Tension at the Snooker 8

 

Bill Smith wiped a bead of sweat from his brow as he squatted down and looked up over the edge of the pool table at the brown leather bottle. It was perched upside down and its base was covered with $20 bills. Bill noticed that the bottle, about six inches tall and shaped like a small narrow-necked milkbottle, was about a sixteenth of an inch away from the rail midway between a side pocket and a corner pocket on the snooker table. The bills on the base actually hung out over the top of the rail, about three inches from Bill’s squinted eyes.

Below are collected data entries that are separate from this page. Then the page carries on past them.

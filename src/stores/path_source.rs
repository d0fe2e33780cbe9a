//! A read-only source whose value is a path.

use std::path::PathBuf;

use anyhow::bail;
use chrono::{DateTime, Utc};

use super::file::get_modified_time;
use crate::store::ValueStore;
use crate::value::Value;

/// Returns the path itself from `read` rather than reading any data.
///
/// Useful for feeding file paths into calls that do their own I/O while
/// still participating in staleness analysis via the file's modified time.
#[derive(Debug, Clone)]
pub struct PathSource {
    path: PathBuf,
    required: bool,
}

impl PathSource {
    /// A source whose path must exist; `get_modified_time` fails when the
    /// path is missing.
    pub fn new(path: impl Into<PathBuf>) -> Self {
        Self {
            path: path.into(),
            required: true,
        }
    }

    /// A source whose path may be absent; `get_modified_time` returns
    /// `None` for a missing path, and `read` fails instead.
    pub fn optional(path: impl Into<PathBuf>) -> Self {
        Self {
            path: path.into(),
            required: false,
        }
    }

    fn modified_time(&self, required: bool) -> anyhow::Result<Option<DateTime<Utc>>> {
        let modified = get_modified_time(&self.path);
        if modified.is_none() && required {
            bail!(
                "failed to get modified time of required source path {}",
                self.path.display()
            );
        }
        Ok(modified)
    }
}

impl ValueStore for PathSource {
    fn read(&self) -> anyhow::Result<Value> {
        if !self.required {
            self.modified_time(true)?;
        }
        Ok(Value::Path(self.path.clone()))
    }

    fn write(&self, _value: &Value) -> anyhow::Result<()> {
        bail!("a PathSource cannot be written")
    }

    fn get_modified_time(&self) -> anyhow::Result<Option<DateTime<Utc>>> {
        self.modified_time(self.required)
    }
}

#[cfg(test)]
mod tests {
    use super::*;

    #[test]
    fn required_sources_fail_on_missing_paths() {
        let source = PathSource::new("/does/not/exist");
        assert!(source.get_modified_time().is_err());
    }

    #[test]
    fn optional_sources_report_missing_paths_as_none() {
        let source = PathSource::optional("/does/not/exist");
        assert_eq!(source.get_modified_time().expect("mtime"), None);
        assert!(source.read().is_err());
    }

    #[test]
    fn read_returns_the_path() {
        let dir = tempfile::tempdir().expect("tempdir");
        let path = dir.path().join("input.csv");
        std::fs::write(&path, "data").expect("write file");
        let source = PathSource::new(&path);
        assert_eq!(source.read().expect("read"), Value::Path(path));
        assert!(source.get_modified_time().expect("mtime").is_some());
    }
}
//! The ready queue shared between the coordinator and workers.
//!
//! Mirrors a join-able task queue: `put` admits work, blocked workers wake
//! on `get`, and `join` returns once every admitted item has been marked
//! done. Shutdown sentinels drain ahead of real work so idle workers exit
//! promptly.

use std::cmp::Ordering;
use std::collections::{BinaryHeap, VecDeque};

use parking_lot::{Condvar, Mutex};
use petgraph::stable_graph::NodeIndex;
use rand::Rng;
use rustc_hash::FxHashMap;

#[derive(Debug, Clone, Copy, PartialEq, Eq)]
pub(crate) enum Task {
    Run(NodeIndex),
    Shutdown,
}

#[derive(Debug, Clone, Copy, PartialEq, Eq)]
pub(crate) enum QueueStrategy {
    Fifo,
    Random,
    Priority,
}

struct PriorityTask {
    priority: i64,
    task: Task,
}

impl PartialEq for PriorityTask {
    fn eq(&self, other: &Self) -> bool {
        self.priority == other.priority
    }
}

impl Eq for PriorityTask {}

impl PartialOrd for PriorityTask {
    fn partial_cmp(&self, other: &Self) -> Option<Ordering> {
        Some(self.cmp(other))
    }
}

impl Ord for PriorityTask {
    // BinaryHeap is a max-heap; lower priority values are more important.
    fn cmp(&self, other: &Self) -> Ordering {
        other.priority.cmp(&self.priority)
    }
}

enum Items {
    Fifo(VecDeque<Task>),
    Random(Vec<Task>),
    Priority {
        heap: BinaryHeap<PriorityTask>,
        priorities: FxHashMap<NodeIndex, i64>,
    },
}

impl Items {
    fn push(&mut self, task: Task) {
        match self {
            Items::Fifo(queue) => queue.push_back(task),
            Items::Random(items) => {
                // Online Fisher-Yates: append then swap into a random slot.
                items.push(task);
                let last = items.len() - 1;
                let target = rand::thread_rng().gen_range(0..items.len());
                items.swap(target, last);
            }
            Items::Priority { heap, priorities } => {
                // Missing priorities (and shutdown) sort ahead of all work.
                let priority = match task {
                    Task::Run(node) => priorities.get(&node).copied().unwrap_or(-1),
                    Task::Shutdown => -1,
                };
                heap.push(PriorityTask { priority, task });
            }
        }
    }

    fn pop(&mut self) -> Option<Task> {
        match self {
            Items::Fifo(queue) => queue.pop_front(),
            Items::Random(items) => items.pop(),
            Items::Priority { heap, .. } => heap.pop().map(|entry| entry.task),
        }
    }

    fn is_empty(&self) -> bool {
        match self {
            Items::Fifo(queue) => queue.is_empty(),
            Items::Random(items) => items.is_empty(),
            Items::Priority { heap, .. } => heap.is_empty(),
        }
    }
}

struct QueueState {
    items: Items,
    unfinished: usize,
}

pub(crate) struct ReadyQueue {
    state: Mutex<QueueState>,
    available: Condvar,
    drained: Condvar,
}

impl ReadyQueue {
    pub fn fifo() -> Self {
        Self::with_items(Items::Fifo(VecDeque::new()))
    }

    pub fn random() -> Self {
        Self::with_items(Items::Random(Vec::new()))
    }

    pub fn priority(priorities: FxHashMap<NodeIndex, i64>) -> Self {
        Self::with_items(Items::Priority {
            heap: BinaryHeap::new(),
            priorities,
        })
    }

    fn with_items(items: Items) -> Self {
        Self {
            state: Mutex::new(QueueState {
                items,
                unfinished: 0,
            }),
            available: Condvar::new(),
            drained: Condvar::new(),
        }
    }

    pub fn put(&self, task: Task) {
        let mut state = self.state.lock();
        state.items.push(task);
        state.unfinished += 1;
        drop(state);
        self.available.notify_one();
    }

    /// Block until a task is available.
    pub fn get(&self) -> Task {
        let mut state = self.state.lock();
        loop {
            if let Some(task) = state.items.pop() {
                return task;
            }
            self.available.wait(&mut state);
        }
    }

    /// Mark one previously fetched task as finished.
    pub fn task_done(&self) {
        let mut state = self.state.lock();
        state.unfinished -= 1;
        if state.unfinished == 0 {
            drop(state);
            self.drained.notify_all();
        }
    }

    /// Block until every admitted task has been marked done.
    pub fn join(&self) {
        let mut state = self.state.lock();
        while state.unfinished > 0 {
            self.drained.wait(&mut state);
        }
    }

    #[cfg(test)]
    fn is_empty(&self) -> bool {
        self.state.lock().items.is_empty()
    }
}
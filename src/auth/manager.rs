// Authenticator
// Token cache and single-flight acquisition on top of the grant flows

use chrono::Utc;
use reqwest::{Client, Url};
use std::sync::atomic::{AtomicU64, Ordering};
use tokio::sync::{Mutex, RwLock};

use super::grant::{self, Grant};
use super::types::{AccessToken, CachedToken, ClientCredentials, UserCredentials};
use crate::error::AuthError;

/// OAuth2 authenticator.
///
/// Owns the cached token and one grant flow, chosen at construction. The
/// data-fetch client calls [`get_access_token`](Self::get_access_token)
/// before every request; a warm cache is served with no network call and
/// without touching the acquisition lock.
#[derive(Debug)]
pub struct Authenticator {
    /// Authorization server base, always with a trailing slash
    base_url: Url,

    /// Grant flow this instance was configured with
    grant: Grant,

    /// HTTP client; carries the session cookies the authorization-code
    /// flow depends on
    client: Client,

    /// Cached token, written only after a successful acquisition
    cached: RwLock<Option<CachedToken>>,

    /// Serializes acquisitions and holds the most recent in-flight failure
    acquire: Mutex<FlightState>,

    /// Bumped once per finished acquisition attempt, success or failure.
    /// Read before queueing on the lock to detect an attempt that completed
    /// while waiting.
    generation: AtomicU64,
}

#[derive(Debug)]
struct FlightState {
    last_error: Option<AuthError>,
}

impl Authenticator {
    /// Authenticator using the client-credentials flow
    pub fn client_credentials(
        base_url: &str,
        credentials: ClientCredentials,
    ) -> Result<Self, AuthError> {
        let base_url = parse_base_url(base_url)?;
        Self::with_grant(base_url, Grant::ClientCredentials(credentials))
    }

    /// Authenticator using the browser-less authorization-code flow.
    /// Fails immediately if the authorization server address is not https;
    /// credentials never travel over an unencrypted transport.
    pub fn authorization_code(
        base_url: &str,
        credentials: UserCredentials,
    ) -> Result<Self, AuthError> {
        let base_url = parse_base_url(base_url)?;
        if base_url.scheme() != "https" {
            return Err(AuthError::Configuration(
                "Only https is supported for the authorization-code flow".to_string(),
            ));
        }
        Self::with_grant(base_url, Grant::AuthorizationCode(credentials))
    }

    /// Authorization-code authenticator without the https requirement,
    /// for tests that run against a plain-http mock server
    #[cfg(any(test, feature = "test-utils"))]
    pub fn authorization_code_insecure(
        base_url: &str,
        credentials: UserCredentials,
    ) -> Result<Self, AuthError> {
        let base_url = parse_base_url(base_url)?;
        Self::with_grant(base_url, Grant::AuthorizationCode(credentials))
    }

    fn with_grant(base_url: Url, grant: Grant) -> Result<Self, AuthError> {
        Ok(Self {
            base_url,
            grant,
            client: super::http_client()?,
            cached: RwLock::new(None),
            acquire: Mutex::new(FlightState { last_error: None }),
            generation: AtomicU64::new(0),
        })
    }

    /// Get a usable bearer token.
    ///
    /// With `force_update` false a cached token inside its safety margin is
    /// returned as-is. Otherwise one acquisition runs through the configured
    /// grant flow; concurrent callers during a miss coalesce onto that single
    /// attempt and all receive its result. A failed acquisition never touches
    /// the cache.
    pub async fn get_access_token(&self, force_update: bool) -> Result<AccessToken, AuthError> {
        if !force_update {
            if let Some(token) = self.cached_token().await {
                return Ok(token);
            }
        }

        let observed = self.generation.load(Ordering::Acquire);
        let mut flight = self.acquire.lock().await;

        // An acquisition finished while we were queued on the lock; share
        // its outcome instead of going to the network again.
        if !force_update && self.generation.load(Ordering::Acquire) != observed {
            if let Some(err) = &flight.last_error {
                return Err(err.clone());
            }
            if let Some(token) = self.cached_token().await {
                return Ok(token);
            }
        }

        let result = self.grant.acquire(&self.client, &self.base_url).await;

        match result {
            Ok(token) => {
                let mut cached = self.cached.write().await;
                *cached = Some(CachedToken {
                    token: token.clone(),
                    issued_at: Utc::now(),
                });
                flight.last_error = None;
                self.generation.fetch_add(1, Ordering::AcqRel);
                tracing::debug!(expires_in = token.expires_in, "Token acquired");
                Ok(token)
            }
            Err(err) => {
                tracing::error!("Token acquisition failed: {err}");
                flight.last_error = Some(err.clone());
                self.generation.fetch_add(1, Ordering::AcqRel);
                Err(err)
            }
        }
    }

    /// Exchange a refresh token for a new access token.
    /// Deliberately cache-neutral: the result is handed to the caller and the
    /// shared cache is neither consulted nor updated.
    pub async fn refresh_access_token(&self, refresh_token: &str) -> Result<AccessToken, AuthError> {
        grant::refresh(&self.client, &self.base_url, refresh_token).await
    }

    async fn cached_token(&self) -> Option<AccessToken> {
        let cached = self.cached.read().await;
        cached
            .as_ref()
            .filter(|entry| entry.is_valid_at(Utc::now()))
            .map(|entry| entry.token.clone())
    }
}

fn parse_base_url(base_url: &str) -> Result<Url, AuthError> {
    let mut url = Url::parse(base_url)
        .map_err(|e| AuthError::Configuration(format!("invalid base url {base_url}: {e}")))?;

    // Endpoint paths are joined onto the base, which only works with a
    // trailing slash.
    if !url.path().ends_with('/') {
        let path = format!("{}/", url.path());
        url.set_path(&path);
    }
    Ok(url)
}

The poolroom was dark, except for the fluorescent light directly above the table, but Bill imagined that he could see among the shadows that shifted just outside the range of the light, pairs of red, unblinking eyes that seemed to follow every move he made. The murmurs among the shadows were unintelligible but Bill knew they concerned infamous bottle pool games of past years, when the legendary Jicarilla Pete Felch or Totah Bosco played with $100 bills.

In the far back of the Snooker 8 poolroom Bill could hear the clack of dominos from the same four old men who’d been playing there daily since the war. He stood up and chalked his cue for the third time as he walked around the table, ignoring the baleful gaze of the burly, bullet-headed man who stood near the table.

“That bottle’s not goin’ anywhere, Bill—are you?” the man asked, and the shadows chuckled and coughed.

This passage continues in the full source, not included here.